Back in the sample room, Vicki had returned to her computer and was typing up the fit notes with the same quiet focus she brought to everything. The soft, steady tapping filled the room as I zipped up my bag. This was how it always ended.

For years, the rhythm was the same. Fittings. Adjustments. Notes exchanged without the need for explanation. I had come to rely on it—on her. On the quiet reassurance that she would always be there: smoothing seams, pinning excess, translating my vague gestures into precise cuts.

“Alright, Vicki. So great to see you as always. Guess it’s back to the bus for me.”

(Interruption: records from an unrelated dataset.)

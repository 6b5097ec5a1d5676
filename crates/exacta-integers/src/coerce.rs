//! Mixed-type coercion.
//!
//! Every binary entry point promotes native operands to the engine's own
//! types before dispatching. The closed variant set [`Numeric`] covers the
//! four numeric kinds the engine understands; conversion out of it is
//! explicit and fallible, never a silent coercion.

use std::cmp::Ordering;

use crate::error::NumError;
use crate::integer::BigInt;
use crate::rational::BigRational;

/// A value of one of the four numeric kinds the engine can coerce.
#[derive(Clone, Debug, PartialEq)]
pub enum Numeric {
    /// A native integer.
    Int(i64),
    /// A native rational as a numerator/denominator pair.
    Ratio(i64, i64),
    /// A big integer.
    Big(BigInt),
    /// A big rational.
    BigRatio(BigRational),
}

impl Numeric {
    /// Coerces to a [`BigInt`].
    ///
    /// # Errors
    ///
    /// Returns [`NumError::TypeMismatch`] when the value is a rational
    /// with a denominator other than 1, and [`NumError::DivisionByZero`]
    /// for a native rational with a zero denominator.
    pub fn into_integer(self) -> Result<BigInt, NumError> {
        match self {
            Self::Int(v) => Ok(BigInt::new(v)),
            Self::Big(z) => Ok(z),
            Self::Ratio(p, q) => {
                let r = BigRational::from_ratio(p, q)?;
                Self::BigRatio(r).into_integer()
            }
            Self::BigRatio(r) => {
                if r.is_integer() {
                    Ok(r.numerator().clone())
                } else {
                    Err(NumError::TypeMismatch)
                }
            }
        }
    }

    /// Coerces to a [`BigRational`].
    ///
    /// # Errors
    ///
    /// Returns [`NumError::DivisionByZero`] for a native rational with a
    /// zero denominator.
    pub fn into_rational(self) -> Result<BigRational, NumError> {
        match self {
            Self::Int(v) => Ok(BigRational::from(v)),
            Self::Big(z) => Ok(BigRational::from_integer(z)),
            Self::Ratio(p, q) => BigRational::from_ratio(p, q),
            Self::BigRatio(r) => Ok(r),
        }
    }

    /// The total order across the variant set, computed by promoting both
    /// sides to rationals.
    ///
    /// # Errors
    ///
    /// Returns [`NumError::DivisionByZero`] when either side is a native
    /// rational with a zero denominator.
    pub fn try_cmp(&self, other: &Self) -> Result<Ordering, NumError> {
        let a = self.clone().into_rational()?;
        let b = other.clone().into_rational()?;
        Ok(a.cmp(&b))
    }
}

impl From<i64> for Numeric {
    fn from(value: i64) -> Self {
        Self::Int(value)
    }
}

impl From<i32> for Numeric {
    fn from(value: i32) -> Self {
        Self::Int(i64::from(value))
    }
}

impl From<(i64, i64)> for Numeric {
    fn from((numer, denom): (i64, i64)) -> Self {
        Self::Ratio(numer, denom)
    }
}

impl From<BigInt> for Numeric {
    fn from(value: BigInt) -> Self {
        Self::Big(value)
    }
}

impl From<BigRational> for Numeric {
    fn from(value: BigRational) -> Self {
        Self::BigRatio(value)
    }
}

// A BigInt equals a BigRational iff the rational's denominator is 1 and
// the numerators match; ordering falls back to cross-multiplication.
impl PartialEq<BigRational> for BigInt {
    fn eq(&self, other: &BigRational) -> bool {
        other.is_integer() && other.numerator() == self
    }
}

impl PartialEq<BigInt> for BigRational {
    fn eq(&self, other: &BigInt) -> bool {
        other == self
    }
}

impl PartialOrd<BigRational> for BigInt {
    fn partial_cmp(&self, other: &BigRational) -> Option<Ordering> {
        Some((self * other.denominator()).cmp(other.numerator()))
    }
}

impl PartialOrd<BigInt> for BigRational {
    fn partial_cmp(&self, other: &BigInt) -> Option<Ordering> {
        Some(self.numerator().cmp(&(other * self.denominator())))
    }
}

impl PartialEq<i64> for BigInt {
    fn eq(&self, other: &i64) -> bool {
        self.to_i64() == Some(*other)
    }
}

impl PartialEq<BigInt> for i64 {
    fn eq(&self, other: &BigInt) -> bool {
        other == self
    }
}

impl PartialOrd<i64> for BigInt {
    fn partial_cmp(&self, other: &i64) -> Option<Ordering> {
        Some(self.cmp(&BigInt::new(*other)))
    }
}

impl PartialOrd<BigInt> for i64 {
    fn partial_cmp(&self, other: &BigInt) -> Option<Ordering> {
        Some(BigInt::new(*self).cmp(other))
    }
}

impl PartialEq<i64> for BigRational {
    fn eq(&self, other: &i64) -> bool {
        self.is_integer() && self.numerator() == &BigInt::new(*other)
    }
}

impl PartialEq<BigRational> for i64 {
    fn eq(&self, other: &BigRational) -> bool {
        other == self
    }
}

impl PartialOrd<i64> for BigRational {
    fn partial_cmp(&self, other: &i64) -> Option<Ordering> {
        self.partial_cmp(&BigInt::new(*other))
    }
}

impl PartialOrd<BigRational> for i64 {
    fn partial_cmp(&self, other: &BigRational) -> Option<Ordering> {
        BigInt::new(*self).partial_cmp(other)
    }
}

/// Generates the mixed-operand operator impls that promote an `i64` to the
/// engine type before dispatching.
macro_rules! mixed_int_ops {
    ($big:ty, $( $trait:ident :: $method:ident ),+ $(,)?) => {
        $(
            impl std::ops::$trait<i64> for $big {
                type Output = $big;

                fn $method(self, rhs: i64) -> $big {
                    std::ops::$trait::$method(self, <$big>::from(rhs))
                }
            }

            impl std::ops::$trait<i64> for &$big {
                type Output = $big;

                fn $method(self, rhs: i64) -> $big {
                    std::ops::$trait::$method(self, &<$big>::from(rhs))
                }
            }

            impl std::ops::$trait<$big> for i64 {
                type Output = $big;

                fn $method(self, rhs: $big) -> $big {
                    std::ops::$trait::$method(<$big>::from(self), rhs)
                }
            }

            impl std::ops::$trait<&$big> for i64 {
                type Output = $big;

                fn $method(self, rhs: &$big) -> $big {
                    std::ops::$trait::$method(&<$big>::from(self), rhs)
                }
            }
        )+
    };
}

mixed_int_ops!(
    BigInt,
    Add::add,
    Sub::sub,
    Mul::mul,
    Div::div,
    Rem::rem,
    BitAnd::bitand,
    BitOr::bitor,
    BitXor::bitxor,
);

mixed_int_ops!(BigRational, Add::add, Sub::sub, Mul::mul, Div::div);

/// Generates compound assignment from an `i64` operand.
macro_rules! mixed_int_assign_ops {
    ($big:ty, $( $trait:ident :: $method:ident ),+ $(,)?) => {
        $(
            impl std::ops::$trait<i64> for $big {
                fn $method(&mut self, rhs: i64) {
                    std::ops::$trait::$method(self, <$big>::from(rhs));
                }
            }
        )+
    };
}

mixed_int_assign_ops!(
    BigInt,
    AddAssign::add_assign,
    SubAssign::sub_assign,
    MulAssign::mul_assign,
    RemAssign::rem_assign,
    BitAndAssign::bitand_assign,
    BitOrAssign::bitor_assign,
    BitXorAssign::bitxor_assign,
);

mixed_int_assign_ops!(
    BigRational,
    AddAssign::add_assign,
    SubAssign::sub_assign,
    MulAssign::mul_assign,
);
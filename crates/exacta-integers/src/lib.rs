//! # exacta-integers
//!
//! Arbitrary precision integer and rational arithmetic with exact results.
//!
//! This crate provides:
//! - Arbitrary precision integers ([`BigInt`]) with floor division and
//!   infinite two's-complement bitwise operations
//! - Arbitrary precision rationals ([`BigRational`]), always in lowest
//!   terms with a positive denominator
//! - Mixed-type coercion ([`Numeric`]) and cross-type comparisons
//! - `gcd`, `lcm`, `gcdext` and `factorial` free functions
//!
//! All operations are pure value computations: results are newly allocated
//! canonical values and no limb storage is ever shared between instances.

#![warn(missing_docs)]
#![warn(clippy::all)]
#![warn(clippy::pedantic)]

pub mod coerce;
pub mod error;
pub mod functions;
pub mod integer;
pub mod rational;

#[cfg(test)]
mod proptests;

pub use coerce::Numeric;
pub use error::NumError;
pub use functions::{factorial, gcd, gcdext, lcm};
pub use integer::{BigInt, Sign};
pub use rational::BigRational;
mod common;

use common::fixture_bytes;
use parts_mapper::error::MapError;
use parts_mapper::reader::ReadOptions;
use parts_mapper::template::Template;

#[test]
fn load_reads_header_and_type_row_and_ignores_samples() {
    let template = Template::load(&fixture_bytes("Parts_Template.csv"), &ReadOptions::default())
        .expect("load template");
    assert_eq!(template.width(), 18);
    assert_eq!(template.header()[0], "Part Code");
    assert_eq!(template.header()[17], "Notes");
    assert_eq!(template.type_row()[5], "numeric");
    assert!(template.type_row().iter().all(|tag| !tag.starts_with("SAMPLE")));
}

#[test]
fn quoted_header_cells_are_unquoted() {
    let template = Template::load(
        b"\"Weight, kg\",Code\nnumeric,text\n",
        &ReadOptions::default(),
    )
    .expect("load template");
    assert_eq!(template.header(), ["Weight, kg".to_string(), "Code".to_string()]);
}

#[test]
fn mismatched_type_row_is_a_shape_error() {
    let err = Template::load(b"A,B,C\ntext,text\n", &ReadOptions::default())
        .expect_err("shape mismatch");
    match err {
        MapError::TemplateShape { header, type_row } => {
            assert_eq!(header, 3);
            assert_eq!(type_row, 2);
        }
        other => panic!("unexpected error: {other:?}"),
    }
}

#[test]
fn header_only_template_is_missing_its_type_row() {
    let err = Template::load(b"A,B\n", &ReadOptions::default()).expect_err("no type row");
    assert!(matches!(err, MapError::MissingTypeRow));
}

#[test]
fn empty_template_is_rejected() {
    let err = Template::load(b"", &ReadOptions::default()).expect_err("empty template");
    assert!(matches!(err, MapError::EmptyTemplate));
}

#[test]
fn new_enforces_parallel_lengths() {
    let template = Template::new(
        vec!["A".to_string(), "B".to_string()],
        vec!["text".to_string(), "text".to_string()],
    )
    .expect("valid template");
    assert_eq!(template.width(), 2);

    let err = Template::new(vec!["A".to_string()], Vec::new()).expect_err("invalid template");
    assert!(matches!(err, MapError::TemplateShape { header: 1, type_row: 0 }));
}

#[test]
fn semicolon_templates_load_with_matching_delimiter() {
    let options = ReadOptions {
        delimiter: b';',
        ..ReadOptions::default()
    };
    let template = Template::load(b"A;B\ntext;numeric\n", &options).expect("load template");
    assert_eq!(template.type_row(), ["text".to_string(), "numeric".to_string()]);
}

#[test]
fn blank_second_line_is_an_empty_type_tag() {
    let template =
        Template::load(b"Part Code\n\nSAMPLE-1\n", &ReadOptions::default()).expect("load");
    assert_eq!(template.header(), ["Part Code".to_string()]);
    assert_eq!(template.type_row(), [String::new()]);

    let template = Template::load(b"Part Code\n\n", &ReadOptions::default()).expect("load");
    assert_eq!(template.type_row(), [String::new()]);
}

#[test]
fn blank_second_line_does_not_hide_a_shape_error() {
    let err = Template::load(b"A,B\n\ntext,text\n", &ReadOptions::default())
        .expect_err("blank type row");
    assert!(matches!(err, MapError::TemplateShape { header: 2, type_row: 1 }));
}

#[test]
fn crlf_template_lines_are_trimmed() {
    let template = Template::load(b"A,B\r\ntext,numeric\r\nx,1\r\n", &ReadOptions::default())
        .expect("load template");
    assert_eq!(template.type_row(), ["text".to_string(), "numeric".to_string()]);
}
pub mod cli;
pub mod config;
pub mod convert;
pub mod engine;
pub mod error;
pub mod event;
pub mod io_utils;
mod map_cmd;
pub mod mapping;
mod mapping_cmd;
pub mod reader;
pub mod rows;
pub mod run;
pub mod storage;
pub mod table;
pub mod template;
pub mod writer;

use std::{env, path::Path, sync::OnceLock};

use anyhow::{Context, Result, anyhow};
use clap::Parser;
use log::{LevelFilter, debug, info};

use crate::{
    cli::{Cli, Commands},
    config::RunConfig,
    mapping::MappingTable,
    run::{RunAdapter, RunOutcome},
    storage::{LocalStore, ObjectRef},
};

static LOGGER: OnceLock<()> = OnceLock::new();

fn init_logging() {
    LOGGER.get_or_init(|| {
        let mut builder = env_logger::Builder::from_env(env_logger::Env::default());
        if env::var("RUST_LOG").is_err() {
            builder.filter_module("parts_mapper", LevelFilter::Info);
        }
        let _ = builder.format_timestamp_millis().try_init();
    });
}

pub fn run() -> Result<()> {
    init_logging();
    let cli = Cli::parse();
    match cli.command {
        Commands::Map(args) => map_cmd::execute(&args),
        Commands::Run(args) => handle_run(&args),
        Commands::Event(args) => handle_event(&args),
        Commands::Mapping(args) => mapping_cmd::execute(&args),
    }
}

fn handle_run(args: &cli::RunArgs) -> Result<()> {
    let config = load_config(args.config.as_deref())?;
    let mapping = load_mapping(args.mapping.as_deref())?;
    let store = LocalStore::new(&args.root);
    let adapter = RunAdapter::new(&store, &mapping, &config)?;
    info!("Running {} from store root {:?}", args.key, store.root());
    let outcome = adapter.process(&ObjectRef::new(&args.bucket, &args.key));
    report_outcomes(&[outcome])
}

fn handle_event(args: &cli::EventArgs) -> Result<()> {
    let config = load_config(args.config.as_deref())?;
    let mapping = load_mapping(args.mapping.as_deref())?;
    let store = LocalStore::new(&args.root);
    let adapter = RunAdapter::new(&store, &mapping, &config)?;
    let payload = io_utils::read_source(&args.event)
        .with_context(|| format!("Reading event {:?}", args.event))?;
    let text = String::from_utf8(payload).context("Event payload is not UTF-8")?;
    let outcomes = adapter.handle_event_json(&text);
    report_outcomes(&outcomes)
}

fn report_outcomes(outcomes: &[RunOutcome]) -> Result<()> {
    for outcome in outcomes {
        let rendered =
            serde_json::to_string_pretty(outcome).context("Serializing run outcome")?;
        println!("{rendered}");
    }
    let failed = outcomes.iter().filter(|outcome| !outcome.is_success()).count();
    if failed > 0 {
        return Err(anyhow!("{failed} of {} run(s) failed", outcomes.len()));
    }
    Ok(())
}

pub(crate) fn load_mapping(path: Option<&Path>) -> Result<MappingTable> {
    match path {
        Some(path) => MappingTable::load(path),
        None => {
            debug!("No mapping file given; using the built-in Parts mapping");
            MappingTable::builtin_parts().context("Loading built-in Parts mapping")
        }
    }
}

fn load_config(path: Option<&Path>) -> Result<RunConfig> {
    match path {
        Some(path) => RunConfig::load(path),
        None => Ok(RunConfig::default()),
    }
}

pub(crate) fn printable_delimiter(delimiter: u8) -> String {
    match delimiter {
        b',' => ",".to_string(),
        b'\t' => "\\t".to_string(),
        b'\n' => "\\n".to_string(),
        other => (other as char).to_string(),
    }
}
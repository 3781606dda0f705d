mod common;

use common::{TestWorkspace, fixture_bytes};
use parts_mapper::error::MappingError;
use parts_mapper::mapping::{MappingRule, MappingTable, Resolution};
use parts_mapper::reader::ReadOptions;
use parts_mapper::template::Template;

#[test]
fn builtin_parts_mapping_tags_sources_and_literals() {
    let mapping = MappingTable::builtin_parts().expect("builtin mapping");
    assert_eq!(mapping.len(), 17);
    assert_eq!(
        mapping.get("Part Code"),
        Some(&Resolution::SourceField("Sku".to_string()))
    );
    assert_eq!(
        mapping.get("HS Code"),
        Some(&Resolution::SourceField("US H.S Codes".to_string()))
    );
    assert_eq!(
        mapping.get("TT"),
        Some(&Resolution::Literal("02".to_string()))
    );
    assert_eq!(
        mapping.get("TPL Possible"),
        Some(&Resolution::Literal("NO".to_string()))
    );
    assert_eq!(mapping.get("Notes"), None);
}

#[test]
fn yaml_rules_and_legacy_entries_load_together() {
    let mapping = MappingTable::from_yaml_str(
        r#"
rules:
  - column: Part Code
    source: Sku
  - column: Vend Code
    literal: _GEN
legacy:
  Cust Ctry: CA
"#,
    )
    .expect("parse mapping");
    assert_eq!(mapping.len(), 3);
    assert_eq!(
        mapping.get("Vend Code"),
        Some(&Resolution::Literal("_GEN".to_string()))
    );
    assert_eq!(
        mapping.get("Cust Ctry"),
        Some(&Resolution::SourceField("CA".to_string()))
    );
}

#[test]
fn duplicate_output_columns_are_rejected() {
    let err = MappingTable::new(vec![
        MappingRule::source("Desc1", "Description"),
        MappingRule::literal("Desc1", "n/a"),
    ])
    .expect_err("duplicate column");
    assert!(matches!(err, MappingError::DuplicateColumn { ref column } if column == "Desc1"));
}

#[test]
fn duplicate_between_rules_and_legacy_is_rejected() {
    let err = MappingTable::from_yaml_str(
        "rules:\n  - column: TT\n    literal: \"02\"\nlegacy:\n  TT: Transport\n",
    )
    .expect_err("duplicate column");
    assert!(matches!(err, MappingError::DuplicateColumn { .. }));
}

#[test]
fn rule_with_both_source_and_literal_is_ambiguous() {
    let err = MappingTable::from_yaml_str(
        "rules:\n  - column: COE\n    source: Origin\n    literal: _GN\n",
    )
    .expect_err("ambiguous rule");
    assert!(matches!(err, MappingError::AmbiguousRule { ref column } if column == "COE"));
}

#[test]
fn rule_without_resolution_is_rejected() {
    let err = MappingTable::from_yaml_str("rules:\n  - column: COE\n").expect_err("empty rule");
    assert!(matches!(err, MappingError::EmptyRule { .. }));
}

#[test]
fn blank_output_column_is_rejected() {
    let err = MappingTable::new(vec![MappingRule::literal("  ", "x")]).expect_err("blank");
    assert!(matches!(err, MappingError::BlankColumn));
}

#[test]
fn malformed_yaml_reports_parse_error() {
    let err = MappingTable::from_yaml_str("rules: [").expect_err("bad yaml");
    assert!(matches!(err, MappingError::Parse(_)));
}

#[test]
fn load_reads_mapping_file_and_names_it_in_errors() {
    let workspace = TestWorkspace::new();
    let good = workspace.write(
        "mapping.yml",
        b"rules:\n  - column: Part Code\n    source: Sku\n",
    );
    let mapping = MappingTable::load(&good).expect("load mapping");
    assert_eq!(mapping.rules()[0], MappingRule::source("Part Code", "Sku"));

    let bad = workspace.write("bad.yml", b"rules:\n  - column: X\n");
    let err = MappingTable::load(&bad).expect_err("invalid rule");
    let rendered = format!("{err:#}");
    assert!(rendered.contains("bad.yml"), "{rendered}");
    assert!(rendered.contains("neither"), "{rendered}");
}

#[test]
fn coverage_reports_unmapped_and_unknown_columns() {
    let template = Template::load(
        &fixture_bytes("Parts_Template.csv"),
        &ReadOptions::default(),
    )
    .expect("template");
    let mapping = MappingTable::new(vec![
        MappingRule::source("Part Code", "Sku"),
        MappingRule::literal("Warehouse", "MAIN"),
    ])
    .expect("mapping");

    let coverage = mapping.coverage(&template);
    assert_eq!(coverage.unknown_columns, vec!["Warehouse".to_string()]);
    assert_eq!(coverage.unmapped_columns.len(), template.width() - 1);
    assert!(!coverage.unmapped_columns.contains(&"Part Code".to_string()));

    let builtin = MappingTable::builtin_parts().expect("builtin");
    let coverage = builtin.coverage(&template);
    assert_eq!(coverage.unmapped_columns, vec!["Notes".to_string()]);
    assert!(coverage.unknown_columns.is_empty());
}
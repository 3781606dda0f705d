//! End-to-end conversion of one input buffer against one template buffer.
//!
//! This is the entry point run adapters call: it never touches storage and
//! holds no state between calls.

use crate::{
    engine::{self, MissingSourcePolicy, ResolutionPlan},
    error::MapError,
    mapping::MappingTable,
    reader::{self, ReadOptions},
    template::Template,
    writer::{self, WriteOptions},
};

#[derive(Debug, Clone, Default)]
pub struct ConvertOptions {
    pub input: ReadOptions,
    pub template: ReadOptions,
    pub output: WriteOptions,
    pub missing_source: MissingSourcePolicy,
}

#[derive(Debug, Clone)]
pub struct Conversion {
    /// Rendered output; empty when there were no data rows.
    pub bytes: Vec<u8>,
    pub rows: usize,
    /// Mapped source columns the input header does not contain.
    pub missing_sources: Vec<String>,
}

impl Conversion {
    pub fn is_empty(&self) -> bool {
        self.rows == 0
    }
}

pub fn convert(
    input: &[u8],
    template: &[u8],
    mapping: &MappingTable,
    options: &ConvertOptions,
) -> Result<Conversion, MapError> {
    let template = Template::load(template, &options.template)?;
    let table = reader::read_table(input, &options.input)?;

    let missing_sources = if table.columns.is_empty() {
        Vec::new()
    } else {
        ResolutionPlan::build(&table.columns, &template, mapping, options.missing_source)
            .missing_sources()
            .to_vec()
    };
    let rows = engine::transform(&table.rows, &template, mapping, options.missing_source);
    let bytes = writer::render(&rows, &template, &options.output)?;

    Ok(Conversion {
        bytes,
        rows: rows.len(),
        missing_sources,
    })
}
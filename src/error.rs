//! Error types for the mapping core.
//!
//! The reader, template loader, engine, and writer report failures through
//! [`MapError`]; mapping documents report through [`MappingError`]. Both are
//! plain `thiserror` enums so the run adapter can classify a failure without
//! string matching.

use thiserror::Error;

/// Errors raised while parsing input, loading the template, or rendering output.
#[derive(Debug, Error)]
pub enum MapError {
    /// A data line carries more fields than the header declares.
    #[error("line {line}: found {found} field(s) but the header declares {expected}")]
    MalformedRow {
        line: u64,
        expected: usize,
        found: usize,
    },

    /// Template header and type row disagree on the number of columns.
    #[error("template header has {header} column(s) but the type row has {type_row}")]
    TemplateShape { header: usize, type_row: usize },

    /// Template has a header line but no type row.
    #[error("template is missing its type row")]
    MissingTypeRow,

    /// Template contains no header line at all.
    #[error("template is empty")]
    EmptyTemplate,

    #[error("input is not valid {encoding} text")]
    Decode { encoding: &'static str },

    #[error("output contains characters that cannot be encoded as {encoding}")]
    Encode { encoding: &'static str },

    #[error(transparent)]
    Csv(#[from] csv::Error),
}

/// Errors raised while building or loading a mapping table.
#[derive(Debug, Error)]
pub enum MappingError {
    #[error("output column '{column}' is mapped more than once")]
    DuplicateColumn { column: String },

    #[error("rule for '{column}' sets both `source` and `literal`")]
    AmbiguousRule { column: String },

    #[error("rule for '{column}' sets neither `source` nor `literal`")]
    EmptyRule { column: String },

    #[error("mapping rule has an empty output column name")]
    BlankColumn,

    #[error("failed to parse mapping document: {0}")]
    Parse(#[from] serde_yaml::Error),
}
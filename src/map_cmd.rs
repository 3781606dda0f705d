//! Local batch mapping of one CSV export onto a template file.

use anyhow::{Context, Result};
use log::{info, warn};

use crate::{
    cli::MapArgs,
    convert::{self, ConvertOptions},
    engine::{self, ResolutionPlan},
    io_utils,
    mapping::MappingTable,
    reader::{self, ReadOptions},
    table,
    template::Template,
    writer::WriteOptions,
};

pub fn execute(args: &MapArgs) -> Result<()> {
    let input_delimiter = io_utils::resolve_input_delimiter(&args.input, args.delimiter);
    let template_delimiter = io_utils::resolve_input_delimiter(&args.template, args.delimiter);
    let input_encoding = io_utils::resolve_encoding(args.input_encoding.as_deref())?;
    let output_encoding = io_utils::resolve_encoding(args.output_encoding.as_deref())?;
    let output_path = args.output.as_deref();
    let output_delimiter =
        io_utils::resolve_output_delimiter(output_path, args.output_delimiter, input_delimiter);

    let mapping = crate::load_mapping(args.mapping.as_deref())?;
    info!(
        "Mapping '{}' onto template '{}' (delimiter '{}', output '{}', {} rule(s))",
        args.input.display(),
        args.template.display(),
        crate::printable_delimiter(input_delimiter),
        crate::printable_delimiter(output_delimiter),
        mapping.len()
    );

    let options = ConvertOptions {
        input: ReadOptions {
            delimiter: input_delimiter,
            encoding: input_encoding,
        },
        template: ReadOptions {
            delimiter: template_delimiter,
            ..ReadOptions::default()
        },
        output: WriteOptions {
            delimiter: output_delimiter,
            encoding: output_encoding,
            type_row: args.type_row,
            placeholder_tag: args.placeholder_tag.clone(),
        },
        missing_source: args.missing_source,
    };

    let input_bytes = io_utils::read_source(&args.input)?;
    let template_bytes = std::fs::read(&args.template)
        .with_context(|| format!("Opening template file {:?}", args.template))?;

    if let Some(limit) = args.preview {
        return preview(&input_bytes, &template_bytes, &mapping, &options, limit);
    }

    let conversion = convert::convert(&input_bytes, &template_bytes, &mapping, &options)
        .with_context(|| format!("Mapping {:?}", args.input))?;
    for name in &conversion.missing_sources {
        warn!("Source column '{name}' not found in input; mapped columns fall back");
    }
    if conversion.is_empty() {
        info!("No rows to map in {:?}; nothing written", args.input);
        return Ok(());
    }
    io_utils::write_sink(output_path, &conversion.bytes)?;

    let destination = output_path
        .filter(|path| !io_utils::is_dash(path))
        .map(|path| path.display().to_string())
        .unwrap_or_else(|| "stdout".to_string());
    info!("Wrote {} mapped row(s) to {destination}", conversion.rows);
    Ok(())
}

fn preview(
    input: &[u8],
    template: &[u8],
    mapping: &MappingTable,
    options: &ConvertOptions,
    limit: usize,
) -> Result<()> {
    let template = Template::load(template, &options.template).context("Loading template")?;
    let input_table = reader::read_table(input, &options.input).context("Reading input")?;
    let plan = ResolutionPlan::build(
        &input_table.columns,
        &template,
        mapping,
        options.missing_source,
    );
    for name in plan.missing_sources() {
        warn!("Source column '{name}' not found in input; mapped columns fall back");
    }
    let shown = &input_table.rows[..input_table.rows.len().min(limit)];
    let rows = engine::transform(shown, &template, mapping, options.missing_source)
        .into_iter()
        .map(|row| row.values().to_vec())
        .collect::<Vec<_>>();
    table::print_table(template.header(), &rows);
    info!(
        "Displayed {} of {} mapped row(s)",
        rows.len(),
        input_table.rows.len()
    );
    Ok(())
}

She looked up with a grin. “Try not to get eaten on the way back, yeah?”

I laughed. “No promises.”

“I’ll send the fit notes for you to approve,” she said. “Probably start on the amendments next week.”

“Perfect. Thanks, Vicki.”

She turned back to her screen.

I hesitated at the door.

“Vicki.”

She looked up again, expectant, waiting for whatever I was about to say.

“Promise me—if you ever leave, you’ll reach out. Maybe we could still work together. Freelance or something.”

She laughed. “You’re so sweet.”

Somewhere nearby, a door clicked shut.

“But don’t worry, I’m not going anywhere.”